Select knowledge point to be recommended to be presented to the user from the topic to be recommended according to the recommendation probability；

At least based on user and the interactive system from the statistics for starting to talk with the accessed knowledge point until current time Information and actualite information generate the current state；

Wherein, the actualite information is the topic vector information for characterizing the actualite, the access knowledge point Statistical information include at least:

The primary vector information for the knowledge point quantity being accessed by the user in the actualite；

The secondary vector information for the knowledge point quantity for negating by user in the actualite；

It is described at least based on user and the interactive system from starting pair 2. according to the method described in claim 1, wherein The statistical information and actualite information for talking about until current time accessed knowledge point generate the current state and include:

Current system feature vector is generated based on the actualite vector information and first to fourth vector information；

It compresses the current system feature vector to obtain the current state using Recognition with Recurrent Neural Network.

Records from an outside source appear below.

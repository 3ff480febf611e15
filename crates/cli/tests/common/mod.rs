//! Shared test utilities for gnome-shortcuts integration tests.
//!
//! Invariants / Assumptions:
//! - Commands never load a local `.env`, never see the host's layout or
//!   schema directories, and never run the host's `gsettings`.

use assert_cmd::Command;

/// Returns a hermetic `gnome-shortcuts` command whose settings dump is empty.
pub fn shortcuts_cmd() -> Command {
    let mut cmd = assert_cmd::cargo::cargo_bin_cmd!("gnome-shortcuts");

    // Hermeticity: prevent loading local .env
    cmd.env("DOTENV_DISABLED", "1");

    // No real gsettings and no real schema directories
    cmd.env("SHORTCUTS_GSETTINGS_BIN", "/nonexistent/gsettings-for-tests")
        .env("XDG_DATA_HOME", "/nonexistent/data-home")
        .env("XDG_DATA_DIRS", "/nonexistent/data-dirs");

    // Clear potential host leakage
    cmd.env_remove("KEY_LAYOUT")
        .env_remove("SHORTCUTS_DUMP_TIMEOUT")
        .env_remove("GSETTINGS_SCHEMA_DIR")
        .env_remove("RUST_LOG");

    cmd
}

/// Writes an executable script that prints `dump` like `gsettings list-recursively`.
#[cfg(unix)]
#[allow(dead_code)]
pub fn fake_gsettings(dir: &std::path::Path, dump: &str) -> std::path::PathBuf {
    use std::os::unix::fs::PermissionsExt;

    let dump_path = dir.join("dump.txt");
    std::fs::write(&dump_path, dump).unwrap();

    let script = dir.join("gsettings");
    std::fs::write(
        &script,
        format!("#!/bin/sh\ncat '{}'\n", dump_path.display()),
    )
    .unwrap();
    std::fs::set_permissions(&script, std::fs::Permissions::from_mode(0o755)).unwrap();
    script
}
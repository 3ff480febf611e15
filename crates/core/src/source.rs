//! Settings dump acquisition.
//!
//! Responsibilities:
//! - Define the `SettingsSource` collaborator boundary.
//! - Run `gsettings list-recursively` under a timeout and parse its output.
//!
//! Invariants:
//! - `SettingsSource::dump` never fails: spawn errors, timeouts and non-zero
//!   exits degrade to an empty or partial dump, logged with `tracing`.
//! - A timed-out child is killed rather than left running.

use std::future::Future;
use std::path::PathBuf;
use std::process::Stdio;
use std::time::Duration;

use tokio::process::Command;

use crate::error::{Result, SourceError};
use crate::models::SettingsEntry;

/// Provider of raw `(schema, key, value)` triples.
pub trait SettingsSource {
    /// Best-effort dump of the settings store; empty on failure.
    fn dump(&self) -> impl Future<Output = Vec<SettingsEntry>> + Send;
}

/// Parse `gsettings list-recursively` output, skipping malformed lines.
pub fn parse_dump(text: &str) -> Vec<SettingsEntry> {
    text.lines().filter_map(SettingsEntry::parse_line).collect()
}

/// Runs the `gsettings` executable.
#[derive(Debug, Clone)]
pub struct GsettingsSource {
    bin: PathBuf,
    timeout: Duration,
}

impl GsettingsSource {
    pub fn new(bin: impl Into<PathBuf>, timeout: Duration) -> Self {
        Self {
            bin: bin.into(),
            timeout,
        }
    }

    /// Raw dump text, with failures reported.
    ///
    /// A non-zero exit status is not an error: whatever the command printed
    /// before failing is still returned.
    pub async fn try_dump(&self) -> Result<String> {
        let mut command = Command::new(&self.bin);
        command
            .arg("list-recursively")
            .stdin(Stdio::null())
            .kill_on_drop(true);

        let output = match tokio::time::timeout(self.timeout, command.output()).await {
            Ok(result) => result.map_err(|source| SourceError::Spawn {
                bin: self.bin.clone(),
                source,
            })?,
            Err(_) => return Err(SourceError::TimedOut(self.timeout)),
        };

        if !output.status.success() {
            tracing::warn!(
                bin = %self.bin.display(),
                status = %output.status,
                "settings dump exited unsuccessfully; using partial output"
            );
        }
        Ok(String::from_utf8_lossy(&output.stdout).into_owned())
    }
}

impl SettingsSource for GsettingsSource {
    async fn dump(&self) -> Vec<SettingsEntry> {
        match self.try_dump().await {
            Ok(text) => parse_dump(&text),
            Err(e) => {
                tracing::warn!(error = %e, "settings dump unavailable; continuing without it");
                Vec::new()
            }
        }
    }
}

#[cfg(test)]
mod tests {
    use super::*;

    const DUMP: &str = "\
org.gnome.desktop.wm.keybindings close ['<Alt>F4']
org.gnome.desktop.interface clock-format '24h'

broken-line
org.gnome.shell.keybindings toggle-overview @as []
";

    #[test]
    fn test_parse_dump_skips_malformed_lines() {
        let entries = parse_dump(DUMP);
        assert_eq!(entries.len(), 3);
        assert_eq!(entries[0].key, "close");
        assert_eq!(entries[2].value, "@as []");
    }

    #[tokio::test]
    async fn test_missing_binary_degrades_to_empty() {
        let source = GsettingsSource::new(
            "/nonexistent/gsettings-for-tests",
            Duration::from_secs(1),
        );
        assert!(matches!(
            source.try_dump().await,
            Err(SourceError::Spawn { .. })
        ));
        assert!(source.dump().await.is_empty());
    }

    #[cfg(unix)]
    #[tokio::test]
    async fn test_reads_stdout_of_failing_command() {
        use std::os::unix::fs::PermissionsExt;

        let dir = tempfile::TempDir::new().unwrap();
        let script = dir.path().join("gsettings");
        std::fs::write(
            &script,
            "#!/bin/sh\necho \"org.gnome.shell.keybindings toggle-overview ['<Super>s']\"\nexit 1\n",
        )
        .unwrap();
        std::fs::set_permissions(&script, std::fs::Permissions::from_mode(0o755)).unwrap();

        let source = GsettingsSource::new(&script, Duration::from_secs(5));
        let entries = source.dump().await;
        assert_eq!(
            entries,
            vec![SettingsEntry::new(
                "org.gnome.shell.keybindings",
                "toggle-overview",
                "['<Super>s']"
            )]
        );
    }

    #[cfg(unix)]
    #[tokio::test]
    async fn test_stalled_command_times_out() {
        use std::os::unix::fs::PermissionsExt;

        let dir = tempfile::TempDir::new().unwrap();
        let script = dir.path().join("gsettings");
        std::fs::write(&script, "#!/bin/sh\nexec sleep 30\n").unwrap();
        std::fs::set_permissions(&script, std::fs::Permissions::from_mode(0o755)).unwrap();

        let source = GsettingsSource::new(&script, Duration::from_millis(200));
        assert!(matches!(
            source.try_dump().await,
            Err(SourceError::TimedOut(_))
        ));
    }
}
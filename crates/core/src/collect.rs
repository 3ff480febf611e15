//! One collection pass: dump, resolve, sort.
//!
//! Invariants:
//! - Schema definition reads run on the blocking pool under a deadline; when
//!   the deadline passes, resolution is redone without declaration order.

use std::sync::Arc;
use std::time::Duration;

use shortcuts_config::KeyboardLayout;

use crate::models::{BindingRecord, SettingsEntry};
use crate::order_index::SchemaDefinitionStore;
use crate::resolver::{PrecedenceResolver, Resolution};
use crate::schema_store::FsSchemaStore;
use crate::sort::sort_for_display;
use crate::source::SettingsSource;

/// Acquire the settings dump from `source`, resolve it against `store` and
/// return the winning bindings in display order.
///
/// Never fails: an unavailable dump yields only the static overrides, and a
/// store that does not answer within `schema_deadline` is treated as empty.
pub async fn collect_shortcuts<Src, Store>(
    source: &Src,
    store: Store,
    layout: KeyboardLayout,
    schema_deadline: Duration,
) -> Vec<BindingRecord>
where
    Src: SettingsSource,
    Store: SchemaDefinitionStore + Send + 'static,
{
    let entries = Arc::new(source.dump().await);
    tracing::debug!(entries = entries.len(), %layout, "settings dump acquired");

    let task_entries = Arc::clone(&entries);
    let task = tokio::task::spawn_blocking(move || {
        PrecedenceResolver::new(layout, store).resolve(&task_entries)
    });

    let resolution = match tokio::time::timeout(schema_deadline, task).await {
        Ok(Ok(resolution)) => resolution,
        Ok(Err(e)) => {
            tracing::warn!(error = %e, "schema lookup failed; ignoring declaration order");
            resolve_without_schemas(layout, &entries)
        }
        Err(_) => {
            tracing::warn!(
                deadline = ?schema_deadline,
                "schema lookup timed out; ignoring declaration order"
            );
            resolve_without_schemas(layout, &entries)
        }
    };
    sort_for_display(resolution.into_values())
}

/// A store with no directories knows no schemas.
fn resolve_without_schemas(layout: KeyboardLayout, entries: &[SettingsEntry]) -> Resolution {
    PrecedenceResolver::new(layout, FsSchemaStore::default()).resolve(entries)
}
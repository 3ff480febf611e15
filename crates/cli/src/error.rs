//! CLI exit codes for scripting and automation.
//!
//! Responsibilities:
//! - Define structured exit codes that scripts can use to distinguish error types.
//! - Map configuration and prompt errors found in an `anyhow` chain to exit codes.
//!
//! Does NOT handle:
//! - Error message formatting (handled by anyhow Display).
//!
//! Invariants:
//! - Exit code 130 is reserved for an aborted prompt (Unix standard: 128 + SIGINT).

use shortcuts_config::ConfigError;

use crate::interactive::PromptAborted;

/// Structured exit codes for gnome-shortcuts.
#[derive(Debug, Clone, Copy, PartialEq, Eq)]
#[repr(u8)]
pub enum ExitCode {
    /// Success - shortcuts were listed.
    Success = 0,

    /// General error - unhandled or generic failure.
    GeneralError = 1,

    /// Invalid configuration - bad environment value, flag value or `.env` file.
    ///
    /// Scripts should fix the input rather than retry.
    InvalidConfiguration = 2,

    /// Interrupted - the layout prompt was cancelled or could not be shown.
    Interrupted = 130,
}

impl ExitCode {
    /// Convert the exit code to an i32 for use with std::process::exit().
    pub const fn as_i32(self) -> i32 {
        self as u8 as i32
    }
}

/// Extension trait for anyhow::Error to extract exit codes.
pub trait ExitCodeExt {
    /// Returns ExitCode::GeneralError if no known error is in the chain.
    fn exit_code(&self) -> ExitCode;
}

impl ExitCodeExt for anyhow::Error {
    fn exit_code(&self) -> ExitCode {
        for cause in self.chain() {
            if cause.is::<ConfigError>() {
                return ExitCode::InvalidConfiguration;
            }
            if cause.is::<PromptAborted>() {
                return ExitCode::Interrupted;
            }
        }
        ExitCode::GeneralError
    }
}
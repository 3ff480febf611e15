//! Error types for configuration loading.
//!
//! Invariants:
//! - Every variant names the offending variable or setting.
//! - Dotenv errors NEVER include raw .env line contents.

use std::io::ErrorKind;
use thiserror::Error;

/// Errors that can occur during configuration loading.
#[derive(Error, Debug)]
pub enum ConfigError {
    #[error("Invalid value for {var}: {message}")]
    InvalidValue { var: String, message: String },

    #[error("invalid dump timeout: {message}")]
    InvalidTimeout { message: String },

    /// Failed to parse the `.env` file due to invalid syntax.
    ///
    /// Only the byte index of the failure is reported, never the line itself.
    #[error(
        "Failed to parse .env file at position {error_index}. Hint: set DOTENV_DISABLED=1 to skip .env loading"
    )]
    DotenvParse { error_index: usize },

    /// Failed to read the `.env` file due to an I/O error.
    #[error("Failed to read .env file: {kind}")]
    DotenvIo { kind: ErrorKind },

    /// Unknown dotenv error (future variants from dotenvy crate).
    #[error("Failed to load .env file. Hint: set DOTENV_DISABLED=1 to skip .env loading")]
    DotenvUnknown,
}
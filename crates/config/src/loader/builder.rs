//! Configuration loader builder implementation.
//!
//! Responsibilities:
//! - Provide a builder-pattern `ConfigLoader` for layered configuration merging.
//! - Resolve the ordered schema definition search path.
//! - Validate and build the final `Config`.
//!
//! Does NOT handle:
//! - Direct environment variable parsing logic (delegated to env.rs).
//!
//! Invariants / Assumptions:
//! - Builder methods take precedence over environment variables, because the
//!   CLI applies them after `from_env()`.
//! - Schema directories are searched in this order: explicit directories,
//!   `GSETTINGS_SCHEMA_DIR`, the user data directory, then `XDG_DATA_DIRS`.
//!   Duplicates keep their first position.

use std::path::PathBuf;
use std::time::Duration;

use directories::BaseDirs;

use super::env::apply_env;
use super::error::ConfigError;
use crate::constants::{
    DEFAULT_DUMP_TIMEOUT_SECS, DEFAULT_GSETTINGS_BIN, DEFAULT_XDG_DATA_DIRS,
    MAX_DUMP_TIMEOUT_SECS, SCHEMA_SUBDIR,
};
use crate::types::{Config, KeyboardLayout};

/// Configuration loader that builds config from environment variables and overrides.
#[derive(Debug)]
pub struct ConfigLoader {
    layout: Option<KeyboardLayout>,
    dump_timeout: Option<Duration>,
    gsettings_bin: Option<PathBuf>,
    extra_schema_dirs: Vec<PathBuf>,
    env_schema_dirs: Vec<PathBuf>,
    user_data_dir: Option<PathBuf>,
    data_dirs: Option<Vec<PathBuf>>,
}

impl Default for ConfigLoader {
    fn default() -> Self {
        Self::new()
    }
}

impl ConfigLoader {
    /// Create a new configuration loader.
    pub fn new() -> Self {
        Self {
            layout: None,
            dump_timeout: None,
            gsettings_bin: None,
            extra_schema_dirs: Vec::new(),
            env_schema_dirs: Vec::new(),
            user_data_dir: None,
            data_dirs: None,
        }
    }

    /// Check if dotenv loading is disabled via environment variable.
    fn dotenv_disabled() -> bool {
        matches!(
            std::env::var("DOTENV_DISABLED").ok().as_deref(),
            Some("true") | Some("1")
        )
    }

    /// Load environment variables from .env file if present.
    ///
    /// If `DOTENV_DISABLED` is set to "true" or "1", the .env file is not loaded.
    /// Missing `.env` files are silently ignored.
    pub fn load_dotenv(self) -> Result<Self, ConfigError> {
        if Self::dotenv_disabled() {
            return Ok(self);
        }

        match dotenvy::dotenv() {
            Ok(_) => Ok(self),
            Err(e) if Self::is_not_found(&e) => Ok(self),
            Err(dotenvy::Error::LineParse(_, idx)) => {
                Err(ConfigError::DotenvParse { error_index: idx })
            }
            Err(dotenvy::Error::Io(io_err)) => Err(ConfigError::DotenvIo {
                kind: io_err.kind(),
            }),
            Err(_) => Err(ConfigError::DotenvUnknown),
        }
    }

    fn is_not_found(err: &dotenvy::Error) -> bool {
        matches!(
            err,
            dotenvy::Error::Io(io_err) if io_err.kind() == std::io::ErrorKind::NotFound
        )
    }

    /// Read configuration from environment variables.
    pub fn from_env(mut self) -> Result<Self, ConfigError> {
        apply_env(&mut self)?;
        Ok(self)
    }

    /// Set the keyboard layout, skipping the interactive prompt.
    pub fn with_layout(mut self, layout: KeyboardLayout) -> Self {
        self.layout = Some(layout);
        self
    }

    /// Set the dump timeout.
    pub fn with_dump_timeout(mut self, timeout: Duration) -> Self {
        self.dump_timeout = Some(timeout);
        self
    }

    /// Set the settings dump executable.
    pub fn with_gsettings_bin(mut self, bin: PathBuf) -> Self {
        self.gsettings_bin = Some(bin);
        self
    }

    /// Prepend a schema directory to the search path.
    pub fn with_schema_dir(mut self, dir: PathBuf) -> Self {
        self.extra_schema_dirs.push(dir);
        self
    }

    /// Override the per-user data directory (primarily for testing).
    pub fn with_user_data_dir(mut self, dir: PathBuf) -> Self {
        self.user_data_dir = Some(dir);
        self
    }

    /// Override the system data directories (primarily for testing).
    pub fn with_data_dirs(mut self, dirs: Vec<PathBuf>) -> Self {
        self.data_dirs = Some(dirs);
        self
    }

    pub(crate) fn set_layout(&mut self, layout: Option<KeyboardLayout>) {
        self.layout = layout;
    }

    pub(crate) fn set_dump_timeout(&mut self, timeout: Option<Duration>) {
        self.dump_timeout = timeout;
    }

    pub(crate) fn set_gsettings_bin(&mut self, bin: Option<PathBuf>) {
        self.gsettings_bin = bin;
    }

    pub(crate) fn set_env_schema_dirs(&mut self, dirs: Vec<PathBuf>) {
        self.env_schema_dirs = dirs;
    }

    pub(crate) fn set_data_dirs(&mut self, dirs: Option<Vec<PathBuf>>) {
        self.data_dirs = dirs;
    }

    fn schema_dirs(&self) -> Vec<PathBuf> {
        let user_data_dir = self
            .user_data_dir
            .clone()
            .or_else(|| BaseDirs::new().map(|dirs| dirs.data_dir().to_path_buf()));
        let data_dirs = self.data_dirs.clone().unwrap_or_else(|| {
            DEFAULT_XDG_DATA_DIRS.iter().map(PathBuf::from).collect()
        });

        let candidates = self
            .extra_schema_dirs
            .iter()
            .cloned()
            .chain(self.env_schema_dirs.iter().cloned())
            .chain(user_data_dir.map(|dir| dir.join(SCHEMA_SUBDIR)))
            .chain(data_dirs.into_iter().map(|dir| dir.join(SCHEMA_SUBDIR)));

        let mut dirs: Vec<PathBuf> = Vec::new();
        for dir in candidates {
            if !dirs.contains(&dir) {
                dirs.push(dir);
            }
        }
        dirs
    }

    /// Build the final configuration.
    pub fn build(self) -> Result<Config, ConfigError> {
        let dump_timeout = self
            .dump_timeout
            .unwrap_or(Duration::from_secs(DEFAULT_DUMP_TIMEOUT_SECS));
        validate_dump_timeout(dump_timeout)?;

        let schema_dirs = self.schema_dirs();

        Ok(Config {
            layout: self.layout,
            dump_timeout,
            gsettings_bin: self
                .gsettings_bin
                .unwrap_or_else(|| PathBuf::from(DEFAULT_GSETTINGS_BIN)),
            schema_dirs,
        })
    }
}

fn validate_dump_timeout(timeout: Duration) -> Result<(), ConfigError> {
    if timeout.is_zero() {
        return Err(ConfigError::InvalidTimeout {
            message: "must be greater than zero".to_string(),
        });
    }
    if timeout.as_secs() > MAX_DUMP_TIMEOUT_SECS {
        return Err(ConfigError::InvalidTimeout {
            message: format!(
                "must be at most {} seconds (got {})",
                MAX_DUMP_TIMEOUT_SECS,
                timeout.as_secs()
            ),
        });
    }
    Ok(())
}
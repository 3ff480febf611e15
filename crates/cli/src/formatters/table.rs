//! Table formatter implementation.
//!
//! Invariants:
//! - Columns are left-aligned and padded to 28, 28 and 40 characters, then
//!   trailing whitespace is trimmed; longer values are never truncated.
//! - Separator lines are 100 box-drawing characters.

use anyhow::Result;
use shortcuts_core::BindingRecord;

use crate::formatters::Formatter;

const SHORTCUT_WIDTH: usize = 28;
const APPLICATION_WIDTH: usize = 28;
const ACTION_WIDTH: usize = 40;
const SEPARATOR_WIDTH: usize = 100;
const SEPARATOR_CHAR: char = '─';

/// Fixed-width table formatter.
pub struct TableFormatter;

impl Formatter for TableFormatter {
    fn format_shortcuts(&self, records: &[BindingRecord]) -> Result<String> {
        let separator: String = std::iter::repeat_n(SEPARATOR_CHAR, SEPARATOR_WIDTH).collect();

        let mut output = String::new();
        output.push_str(&separator);
        output.push('\n');
        push_row(&mut output, "Shortcut", "Application", "Action");
        output.push_str(&separator);
        output.push('\n');
        for record in records {
            push_row(
                &mut output,
                &record.accelerator,
                &record.application,
                &record.action,
            );
        }
        output.push_str(&separator);
        output.push('\n');
        Ok(output)
    }
}

fn push_row(output: &mut String, shortcut: &str, application: &str, action: &str) {
    let row = format!(
        "{:<sw$} {:<aw$} {:<cw$}",
        shortcut,
        application,
        action,
        sw = SHORTCUT_WIDTH,
        aw = APPLICATION_WIDTH,
        cw = ACTION_WIDTH,
    );
    output.push_str(row.trim_end());
    output.push('\n');
}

3. the active interlocution mode is rhetorical question conversational mode according to the method described in claim 1, wherein, it is described at this time to Recommendation topic is a candidate topics,

The feature vector using the current state and the topic to be recommended is determined as the input of nervus opticus network The recommendation probability of the topic to be recommended includes:

The time is determined as the input of nervus opticus network using the current state and the feature vector of the candidate topics Select the recommendation probability of topic.

4. the active interlocution mode is to recommend conversational mode according to the method described in claim 1, wherein, it is described at this time to Recommending topic includes multiple candidate topics,

It is determined using the current state and the feature vector of the multiple candidate topics as the input of nervus opticus network pair It should be in multiple recommendation probability of the multiple candidate topics.

5. according to the method described in claim 1, wherein, further includes:

The dialogue empirical data in each round dialogue is recorded and stored, to be used to form empirical data pond, the dialogue experience number According to include at least each round talk with the states of corresponding Current dialog systems, the action taken, subsequent time conversational system The reward that state and conversational system receive；

The first nerves network and/or institute are trained based on the dialogue empirical data in the empirical data pond according to predetermined period State nervus opticus network.

6. a kind of interactive system, comprising:

Active interlocution mode determines program module, for using the current state of the interactive system as first nerves network Input, in such a way that the determination interactive system is to the active interlocution of user；

Recommend determine the probability program module, for using the current state and the feature vector of the topic to be recommended as second The recommendation probability of neural network inputted to determine the topic to be recommended；

Recommend knowledge point option program module, it is to be recommended for being selected from the topic to be recommended according to the recommendation probability value Knowledge point is to be presented to the user；

7. a kind of electronic equipment comprising: at least one processor, and deposited with what at least one described processor communication was connect Reservoir, wherein the memory be stored with can by least one described processor execute instruction, described instruction by it is described at least One processor executes, so that at least one described processor is able to carry out any one of claim 1-5 the method Step.

8. a kind of storage medium, is stored thereon with computer program, which is characterized in that realize power when the program is executed by processor Benefit requires the step of any one of 1-5 the method.